(Material shown Opens)

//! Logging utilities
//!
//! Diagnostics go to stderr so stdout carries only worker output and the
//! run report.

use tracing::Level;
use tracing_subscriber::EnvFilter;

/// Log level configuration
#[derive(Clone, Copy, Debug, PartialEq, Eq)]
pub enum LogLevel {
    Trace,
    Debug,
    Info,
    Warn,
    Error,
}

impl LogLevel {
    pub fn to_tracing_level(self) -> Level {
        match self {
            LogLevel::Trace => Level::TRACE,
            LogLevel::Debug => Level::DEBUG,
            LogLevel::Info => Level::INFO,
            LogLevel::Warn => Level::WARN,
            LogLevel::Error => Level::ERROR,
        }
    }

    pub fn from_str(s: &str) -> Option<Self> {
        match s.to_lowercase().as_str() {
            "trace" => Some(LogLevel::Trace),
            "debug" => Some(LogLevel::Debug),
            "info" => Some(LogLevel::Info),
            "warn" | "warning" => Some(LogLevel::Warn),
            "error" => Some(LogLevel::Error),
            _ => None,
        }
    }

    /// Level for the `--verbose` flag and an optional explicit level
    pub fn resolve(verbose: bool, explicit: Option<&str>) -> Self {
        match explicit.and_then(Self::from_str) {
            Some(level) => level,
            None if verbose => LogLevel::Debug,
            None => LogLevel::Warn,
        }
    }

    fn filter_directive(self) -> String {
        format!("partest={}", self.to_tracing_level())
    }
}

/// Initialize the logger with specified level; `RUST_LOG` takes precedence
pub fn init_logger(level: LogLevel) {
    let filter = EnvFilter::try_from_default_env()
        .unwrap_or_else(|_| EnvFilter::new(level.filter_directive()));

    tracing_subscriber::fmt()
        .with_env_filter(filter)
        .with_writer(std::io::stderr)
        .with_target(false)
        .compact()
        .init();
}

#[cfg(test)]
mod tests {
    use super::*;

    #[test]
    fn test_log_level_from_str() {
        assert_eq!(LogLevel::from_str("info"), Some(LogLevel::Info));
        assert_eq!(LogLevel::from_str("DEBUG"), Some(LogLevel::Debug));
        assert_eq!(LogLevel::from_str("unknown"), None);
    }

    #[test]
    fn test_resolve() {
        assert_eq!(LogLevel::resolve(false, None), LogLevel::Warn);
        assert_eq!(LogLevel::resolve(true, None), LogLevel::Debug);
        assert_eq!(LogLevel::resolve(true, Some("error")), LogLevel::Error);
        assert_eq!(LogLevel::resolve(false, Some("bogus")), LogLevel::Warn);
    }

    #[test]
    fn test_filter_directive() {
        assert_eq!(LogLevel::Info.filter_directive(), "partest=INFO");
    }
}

(Material shown Closes)

You are asked to transcribe all of the data above exactly.

■ Output of the task
//! Logging utilities
//!
//! Diagnostics go to stderr so stdout carries only worker output and the
//! run report.

use tracing::Level;
use tracing_subscriber::EnvFilter;

/// Log level configuration
#[derive(Clone, Copy, Debug, PartialEq, Eq)]
pub enum LogLevel {
    Trace,
    Debug,
    Info,
    Warn,
    Error,
}

impl LogLevel {
    pub fn to_tracing_level(self) -> Level {
        match self {
            LogLevel::Trace => Level::TRACE,
            LogLevel::Debug => Level::DEBUG,
            LogLevel::Info => Level::INFO,
            LogLevel::Warn => Level::WARN,
            LogLevel::Error => Level::ERROR,
        }
    }

    pub fn from_str(s: &str) -> Option<Self> {
        match s.to_lowercase().as_str() {
            "trace" => Some(LogLevel::Trace),
            "debug" => Some(LogLevel::Debug),
            "info" => Some(LogLevel::Info),
            "warn" | "warning" => Some(LogLevel::Warn),
            "error" => Some(LogLevel::Error),
            _ => None,
        }
    }

    /// Level for the `--verbose` flag and an optional explicit level
    pub fn resolve(verbose: bool, explicit: Option<&str>) -> Self {
        match explicit.and_then(Self::from_str) {
            Some(level) => level,
            None if verbose => LogLevel::Debug,
            None => LogLevel::Warn,
        }
    }

    fn filter_directive(self) -> String {
        format!("partest={}", self.to_tracing_level())
    }
}

/// Initialize the logger with specified level; `RUST_LOG` takes precedence
pub fn init_logger(level: LogLevel) {
    let filter = EnvFilter::try_from_default_env()
        .unwrap_or_else(|_| EnvFilter::new(level.filter_directive()));

    tracing_subscriber::fmt()
        .with_env_filter(filter)
        .with_writer(std::io::stderr)
        .with_target(false)
        .compact()
        .init();
}

#[cfg(test)]
mod tests {
    use super::*;

    #[test]
    fn test_log_level_from_str() {
        assert_eq!(LogLevel::from_str("info"), Some(LogLevel::Info));
        assert_eq!(LogLevel::from_str("DEBUG"), Some(LogLevel::Debug));
        assert_eq!(LogLevel::from_str("unknown"), None);
    }

    #[test]
    fn test_resolve() {
        assert_eq!(LogLevel::resolve(false, None), LogLevel::Warn);
        assert_eq!(LogLevel::resolve(true, None), LogLevel::Debug);
        assert_eq!(LogLevel::resolve(true, Some("error")), LogLevel::Error);
        assert_eq!(LogLevel::resolve(false, Some("bogus")), LogLevel::Warn);
    }

    #[test]
    fn test_filter_directive() {
        assert_eq!(LogLevel::Info.filter_directive(), "partest=INFO");
    }
}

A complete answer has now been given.